Dr. Richard U. Levine Elected President of the New York Obstetrical Society
Jul 5, 2002
Dr. Richard U. Levine, vice chairman for clinical affairs in the Department of Obstetrics and Gynecology at Sloane Hospital for Women at NewYork-Presbyterian Hospital's Columbia University Medical Center, and clinical professor of obstetrics & gynecology at Columbia University College of Physicians & Surgeons, has been elected President of the New York Obstetrical Society. He was instrumental in first introducing hysteroscopy, or endoscopic evaluation of the uterine cavity, which in 1970 diagnosed such conditions as abnormal uterine bleeding and fibroids. Dr. Levine is also recognized for his work on human papilloma virus (HPV), a sexually transmitted virus that is associated with an increased risk of cervical cancer.

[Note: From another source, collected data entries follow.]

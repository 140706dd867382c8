//! Prefetch Scheduler Module
//!
//! Priority queue that populates a `SharedCache` ahead of demand.

use std::future::Future;
use std::sync::Arc;

use tokio::sync::{Mutex, Notify};
use tracing::{debug, warn};

use crate::cache::{CacheValue, SharedCache};
use crate::prefetch::{PrefetchTask, Priority};

// == Queue State ==
#[derive(Debug, Default)]
struct QueueState {
    /// Tasks not yet started
    tasks: Vec<PrefetchTask>,
    /// Key of the task currently executing
    in_flight: Option<String>,
    /// Set while a drain loop owns the queue; only flipped under this lock
    processing: bool,
    next_seq: u64,
}

struct Inner {
    cache: SharedCache,
    state: Mutex<QueueState>,
    idle: Notify,
}

// == Prefetch Scheduler ==
/// Serialized, priority-ordered prefetcher.
///
/// At most one drain loop runs at a time. Each cycle sorts the tasks queued at
/// its start by priority then enqueue order and runs their producers one by
/// one. Tasks enqueued during a cycle are picked up by the next cycle of the
/// same loop. Producers are never retried here.
#[derive(Clone)]
pub struct PrefetchScheduler {
    inner: Arc<Inner>,
}

impl PrefetchScheduler {
    /// Creates a scheduler that writes into `cache`.
    pub fn new(cache: SharedCache) -> Self {
        Self {
            inner: Arc::new(Inner {
                cache,
                state: Mutex::new(QueueState::default()),
                idle: Notify::new(),
            }),
        }
    }

    /// The backing cache.
    pub fn cache(&self) -> &SharedCache {
        &self.inner.cache
    }

    // == Enqueue ==
    /// Queues `producer` to fill `key`, starting a drain loop if none runs.
    ///
    /// Returns `false` without queuing when the cache already holds a fresh
    /// value for `key`, or when a task for `key` is queued or in flight.
    /// Must be called from within a tokio runtime.
    pub async fn enqueue<F, Fut>(
        &self,
        key: impl Into<String>,
        producer: F,
        priority: Priority,
    ) -> bool
    where
        F: FnOnce() -> Fut + Send + 'static,
        Fut: Future<Output = anyhow::Result<CacheValue>> + Send + 'static,
    {
        let key = key.into();
        if self.inner.cache.contains_fresh(&key).await {
            debug!(key = %key, "Prefetch skipped, already cached");
            return false;
        }

        let start_drain = {
            let mut state = self.inner.state.lock().await;
            let duplicate = state.in_flight.as_deref() == Some(key.as_str())
                || state.tasks.iter().any(|task| task.key == key);
            if duplicate {
                return false;
            }

            let seq = state.next_seq;
            state.next_seq += 1;
            state
                .tasks
                .push(PrefetchTask::new(key, priority, seq, producer));

            !std::mem::replace(&mut state.processing, true)
        };

        if start_drain {
            let inner = Arc::clone(&self.inner);
            tokio::spawn(async move { inner.drain().await });
        }
        true
    }

    // == Cancel ==
    /// Removes the queued task for `key`. In-flight work is not affected.
    pub async fn cancel(&self, key: &str) -> bool {
        let mut state = self.inner.state.lock().await;
        match state.tasks.iter().position(|task| task.key == key) {
            Some(index) => {
                state.tasks.remove(index);
                true
            }
            None => false,
        }
    }

    // == Clear ==
    /// Drops every queued task; returns how many were dropped.
    pub async fn clear(&self) -> usize {
        let mut state = self.inner.state.lock().await;
        let dropped = state.tasks.len();
        state.tasks.clear();
        dropped
    }

    /// Number of queued (not yet started) tasks.
    pub async fn pending(&self) -> usize {
        self.inner.state.lock().await.tasks.len()
    }

    /// True while a drain loop is running.
    pub async fn is_processing(&self) -> bool {
        self.inner.state.lock().await.processing
    }

    // == Wait Idle ==
    /// Resolves once the queue is drained and no loop is running.
    pub async fn wait_idle(&self) {
        loop {
            let notified = self.inner.idle.notified();
            tokio::pin!(notified);
            notified.as_mut().enable();

            if !self.inner.state.lock().await.processing {
                return;
            }
            notified.await;
        }
    }
}

impl Inner {
    async fn drain(&self) {
        loop {
            let cycle: Vec<u64> = {
                let mut state = self.state.lock().await;
                if state.tasks.is_empty() {
                    state.processing = false;
                    drop(state);
                    self.idle.notify_waiters();
                    return;
                }
                state.tasks.sort_by_key(|task| task.order_key());
                state.tasks.iter().map(|task| task.seq).collect()
            };

            debug!(tasks = cycle.len(), "Prefetch cycle started");

            for seq in cycle {
                let task = {
                    let mut state = self.state.lock().await;
                    // Gone if cancelled or cleared since the cycle started
                    let Some(index) = state.tasks.iter().position(|task| task.seq == seq) else {
                        continue;
                    };
                    let task = state.tasks.remove(index);
                    state.in_flight = Some(task.key.clone());
                    task
                };

                self.execute(task).await;
                self.state.lock().await.in_flight = None;
            }
        }
    }

    async fn execute(&self, task: PrefetchTask) {
        let key = task.key.clone();

        // Spawned so a panicking producer cannot take the drain loop down
        match tokio::spawn(task.run()).await {
            Ok(Ok(value)) => {
                if self.cache.set(key.clone(), value, None).await {
                    debug!(key = %key, "Prefetched");
                } else {
                    warn!(key = %key, "Prefetched value too large for cache");
                }
            }
            Ok(Err(err)) => {
                warn!(key = %key, error = %err, "Prefetch producer failed");
            }
            Err(err) => {
                warn!(key = %key, error = %err, "Prefetch producer panicked");
            }
        }
    }
}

In 2000, Dr. Levine received a national teaching award from American Professors of Obstetrics and Gynecology (APOG). At the 2002 graduation ceremonies of the College of Physicians & Surgeons, he was awarded the Arnold P. Gold Foundation Award, which is given annually to a physician who has demonstrated compassionate and devoted patient care, and who is a humanistic role model for students and young physicians.
Dr. Levine received his undergraduate degree from Tufts University in 1962, and his M.D. from Cornell University Medical College in 1966. He was an intern in Medicine at Bellevue Hospital, New York, and a resident in Obstetrics and Gynecology at Columbia University Medical Center. Except for fellowships at the Karolinska Institute, in Sweden, and the Bronx Lebanon Hospital Center, he has been at Columbia University Medical Center since 1974. He has filled numerous hospital, academic, and professional positions, including President of Columbia University Medical Center's Society of Practitioners, Fellow of the American College of Obstetrics and Gynecology, and Fellow of the American College of Surgeons. He has been a member of the New York Obstetrical Society since 1978.
The New York Obstetrical Society, founded in 1863, is made up of about 200 obstetrician-gynecologists who are leaders in the field of women's health care, and who are dedicated to the betterment of women's health through clinical, academic, scientific, and political endeavors.